Filter these records by the string "RequestError", copying each line that holds it.

*** Opening Exercise data ***

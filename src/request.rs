//! Incoming HTTP request type.

use std::collections::HashMap;
use std::net::SocketAddr;

use bytes::Bytes;
use http::{HeaderMap, HeaderName, HeaderValue, Method};
use serde::de::DeserializeOwned;

use crate::error::RequestError;

/// An incoming HTTP request with its body fully read.
#[derive(Debug)]
pub struct Request {
    pub(crate) method: Method,
    pub(crate) path: String,
    pub(crate) query: Option<String>,
    pub(crate) headers: HeaderMap,
    pub(crate) body: Bytes,
    pub(crate) params: HashMap<String, String>,
    pub(crate) remote_addr: Option<SocketAddr>,
}

impl Request {
    /// Build a request by hand. `target` may carry a query string.
    ///
    /// The server builds requests from the wire; this constructor exists for
    /// tests and for driving an [`App`](crate::App) without a listener.
    pub fn new(method: Method, target: &str) -> Self {
        let (path, query) = match target.split_once('?') {
            Some((path, query)) => (path.to_owned(), Some(query.to_owned())),
            None => (target.to_owned(), None),
        };
        Self {
            method,
            path,
            query,
            headers: HeaderMap::new(),
            body: Bytes::new(),
            params: HashMap::new(),
            remote_addr: None,
        }
    }

    pub fn with_body(mut self, body: impl Into<Bytes>) -> Self {
        self.body = body.into();
        self
    }

    pub fn with_header(mut self, name: HeaderName, value: HeaderValue) -> Self {
        self.headers.insert(name, value);
        self
    }

    pub(crate) fn from_parts(
        parts: http::request::Parts,
        body: Bytes,
        remote_addr: SocketAddr,
    ) -> Self {
        Self {
            method: parts.method,
            path: parts.uri.path().to_owned(),
            query: parts.uri.query().map(str::to_owned),
            headers: parts.headers,
            body,
            params: HashMap::new(),
            remote_addr: Some(remote_addr),
        }
    }

    pub fn method(&self) -> &Method { &self.method }
    pub fn path(&self) -> &str { &self.path }
    pub fn headers(&self) -> &HeaderMap { &self.headers }
    pub fn body(&self) -> &[u8] { &self.body }
    pub fn remote_addr(&self) -> Option<SocketAddr> { self.remote_addr }

    pub fn header(&self, name: &str) -> Option<&str> {
        self.headers.get(name).and_then(|v| v.to_str().ok())
    }

    /// Returns a named path parameter.
    ///
    /// For a route `/users/:id`, `req.param("id")` on `/users/42` returns `Some("42")`.
    pub fn param(&self, key: &str) -> Option<&str> {
        self.params.get(key).map(String::as_str)
    }

    /// Returns the first query-string value for `key`.
    ///
    /// Keys and values are both form-decoded before use, so `?pa%67e=2`
    /// answers `query("page")`.
    pub fn query(&self, key: &str) -> Option<String> {
        let query = self.query.as_deref()?;
        query
            .split('&')
            .filter_map(|pair| {
                let (k, v) = pair.split_once('=').unwrap_or((pair, ""));
                (form_decode(k) == key).then_some(v)
            })
            .next()
            .map(form_decode)
    }

    /// Deserialize the JSON body.
    ///
    /// Any decoding problem (empty body, bad syntax, a missing required
    /// field, an unknown field on a `deny_unknown_fields` type) is the
    /// client's fault and comes back as a `400`.
    pub fn decode<T: DeserializeOwned>(&self) -> Result<T, RequestError> {
        if self.body.is_empty() {
            return Err(RequestError::bad_request("request body is empty"));
        }
        serde_json::from_slice(&self.body)
            .map_err(|e| RequestError::bad_request(format!("unable to decode payload: {e}")))
    }

    pub(crate) fn set_params(&mut self, params: HashMap<String, String>) {
        self.params = params;
    }
}

/// `application/x-www-form-urlencoded` decoding. Invalid UTF-8 keeps the raw
/// text.
fn form_decode(raw: &str) -> String {
    let raw = raw.replace('+', " ");
    urlencoding::decode(&raw).map(|s| s.into_owned()).unwrap_or(raw)
}
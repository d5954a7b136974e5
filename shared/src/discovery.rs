//! LAN host discovery over UDP.
//!
//! A joiner sends [`DISCOVERY_PROBE`] to the discovery port (broadcast by
//! default) and collects every address that answers with [`DISCOVERY_REPLY`]
//! before the timeout runs out.

use std::net::{IpAddr, Ipv4Addr, Ipv6Addr, SocketAddr};
use std::sync::Arc;
use std::time::Duration;

use log::{debug, error, info, warn};
use tokio::net::UdpSocket;
use tokio::time::{timeout_at, Instant};

use crate::config::NetConfig;

pub const DISCOVERY_PROBE: &[u8] = b"SWARMNET/DISCOVER";
pub const DISCOVERY_REPLY: &[u8] = b"SWARMNET/HOSTING";

/// Answers discovery probes until the task is aborted.
pub(crate) async fn respond_to_probes(socket: Arc<UdpSocket>) {
    let mut buffer = [0u8; 64];

    loop {
        match socket.recv_from(&mut buffer).await {
            Ok((len, from)) => {
                if &buffer[..len] != DISCOVERY_PROBE {
                    debug!("Ignoring {} stray bytes on discovery port from {}", len, from);
                    continue;
                }
                if let Err(e) = socket.send_to(DISCOVERY_REPLY, from).await {
                    warn!("Failed to answer discovery probe from {}: {}", from, e);
                }
            }
            Err(e) => {
                error!("Error receiving discovery probe: {}", e);
                tokio::time::sleep(Duration::from_millis(10)).await;
            }
        }
    }
}

/// Probes for hosts and returns the distinct addresses that answered.
///
/// Waits the full discovery timeout. Finding nothing, or failing to probe at
/// all, yields an empty list.
pub async fn discover_hosts(config: &NetConfig) -> Vec<IpAddr> {
    match probe(config).await {
        Ok(hosts) => {
            info!("Discovery found {} host(s)", hosts.len());
            hosts
        }
        Err(e) => {
            error!("Failed to discover hosts: {}", e);
            Vec::new()
        }
    }
}

async fn probe(config: &NetConfig) -> std::io::Result<Vec<IpAddr>> {
    let local: SocketAddr = match config.discovery_target {
        IpAddr::V4(_) => (Ipv4Addr::UNSPECIFIED, 0).into(),
        IpAddr::V6(_) => (Ipv6Addr::UNSPECIFIED, 0).into(),
    };
    let socket = UdpSocket::bind(local).await?;
    socket.set_broadcast(true)?;

    let target = SocketAddr::new(config.discovery_target, config.discovery_port);
    socket.send_to(DISCOVERY_PROBE, target).await?;

    let deadline = Instant::now() + config.discovery_timeout;
    let mut hosts = Vec::new();
    let mut buffer = [0u8; 64];

    loop {
        match timeout_at(deadline, socket.recv_from(&mut buffer)).await {
            Ok(Ok((len, from))) => {
                if &buffer[..len] == DISCOVERY_REPLY && !hosts.contains(&from.ip()) {
                    debug!("Host answered discovery from {}", from);
                    hosts.push(from.ip());
                }
            }
            Ok(Err(e)) => return Err(e),
            Err(_) => break,
        }
    }

    Ok(hosts)
}
//! # Shared Networking Core
//!
//! Everything both sides of a match need to talk to each other: the typed
//! message protocol, its wire codec, the entity-id registry that gives game
//! objects a stable network identity, LAN discovery, and the transport
//! [`Session`] that owns the host/client role and its connections.
//!
//! Gameplay code never touches sockets directly. It builds a
//! [`NetworkMessage`], hands it to the session, and receives inbound traffic
//! through registered [`MessageListener`]s.

pub mod codec;
pub mod config;
pub mod discovery;
pub mod error;
pub mod messages;
pub mod registry;
pub mod session;

pub use config::{NetConfig, SyncRates};
pub use error::{CodecError, SessionError};
pub use messages::*;
pub use registry::{EntityHandle, EntityRegistry};
pub use session::{MessageListener, Role, Session};

use std::time::{Duration, SystemTime, UNIX_EPOCH};

/// Current wall-clock time in milliseconds since the Unix epoch.
pub fn now_millis() -> u64 {
    let millis = SystemTime::now()
        .duration_since(UNIX_EPOCH)
        .unwrap_or(Duration::from_secs(0))
        .as_millis();
    (millis.min(u64::MAX as u128)) as u64
}

/// Normalizes a 2D vector, returning the zero vector unchanged.
pub fn normalize_vector(x: f32, y: f32) -> (f32, f32) {
    let magnitude = (x * x + y * y).sqrt();
    if magnitude > 0.0 {
        (x / magnitude, y / magnitude)
    } else {
        (0.0, 0.0)
    }
}
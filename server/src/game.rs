//! Host-side view of the authoritative simulation.
//!
//! The simulation itself lives in gameplay code. The sync loop only reads it
//! through [`HostWorld`], and remembers which enemies it has announced so
//! departures can be broadcast exactly once.

use std::collections::HashSet;

use dashmap::{DashMap, DashSet};
use log::debug;
use shared::{
    EnemySnapshot, EnemyStateMessage, EntityHandle, EntityId, PlayerSnapshot, RunSnapshot,
};

/// Read access to the host's simulation, called from the sync scheduler.
pub trait HostWorld: Send + Sync + 'static {
    /// Current state of the host's own player.
    fn local_player(&self) -> PlayerSnapshot;

    /// Every enemy currently in the world.
    fn live_enemies(&self) -> Vec<EnemySnapshot>;

    /// Global run state: clock, difficulty, boss and end-of-run flags.
    fn run_state(&self) -> RunSnapshot;
}

/// Tracks the enemies that have been broadcast and retires the ones that left.
pub struct EnemyTracker {
    tracked: DashMap<EntityId, EnemyStateMessage>,
    retired: DashSet<EntityId>,
}

impl EnemyTracker {
    pub fn new() -> Self {
        Self {
            tracked: DashMap::new(),
            retired: DashSet::new(),
        }
    }

    /// Builds this cycle's enemy updates.
    ///
    /// Live enemies produce their current state. An enemy reported dead, or a
    /// previously broadcast id missing from `live`, produces one final update
    /// with `is_alive = false` and is retired: its id is never sent again.
    pub fn sync<F>(&self, live: &[EnemySnapshot], resolve: F) -> Vec<EnemyStateMessage>
    where
        F: Fn(EntityHandle) -> EntityId,
    {
        let mut updates = Vec::with_capacity(live.len());
        let mut present = HashSet::with_capacity(live.len());

        for enemy in live {
            let enemy_id = resolve(enemy.handle);
            if self.retired.contains(&enemy_id) {
                continue;
            }
            present.insert(enemy_id);

            let update = EnemyStateMessage::from_snapshot(enemy_id, enemy);
            if update.is_alive {
                self.tracked.insert(enemy_id, update.clone());
            } else {
                self.retire(enemy_id);
            }
            updates.push(update);
        }

        let departed: Vec<EntityId> = self
            .tracked
            .iter()
            .map(|entry| *entry.key())
            .filter(|id| !present.contains(id))
            .collect();

        for enemy_id in departed {
            if let Some((_, mut last)) = self.tracked.remove(&enemy_id) {
                debug!("Enemy {} left the world", enemy_id);
                last.is_alive = false;
                self.retired.insert(enemy_id);
                updates.push(last);
            }
        }

        updates
    }

    fn retire(&self, enemy_id: EntityId) {
        self.tracked.remove(&enemy_id);
        self.retired.insert(enemy_id);
    }

    /// Latest state of every tracked enemy, for a late joiner.
    pub fn snapshot(&self) -> Vec<EnemyStateMessage> {
        let mut enemies: Vec<EnemyStateMessage> =
            self.tracked.iter().map(|entry| entry.value().clone()).collect();
        enemies.sort_by_key(|enemy| enemy.enemy_id);
        enemies
    }

    pub fn len(&self) -> usize {
        self.tracked.len()
    }

    pub fn is_empty(&self) -> bool {
        self.tracked.is_empty()
    }

    pub fn is_retired(&self, enemy_id: EntityId) -> bool {
        self.retired.contains(&enemy_id)
    }
}

impl Default for EnemyTracker {
    fn default() -> Self {
        Self::new()
    }
}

*** Closing Exercise data ***

• Written solution:
use crate::error::RequestError;
    pub fn decode<T: DeserializeOwned>(&self) -> Result<T, RequestError> {
            return Err(RequestError::bad_request("request body is empty"));
            .map_err(|e| RequestError::bad_request(format!("unable to decode payload: {e}")))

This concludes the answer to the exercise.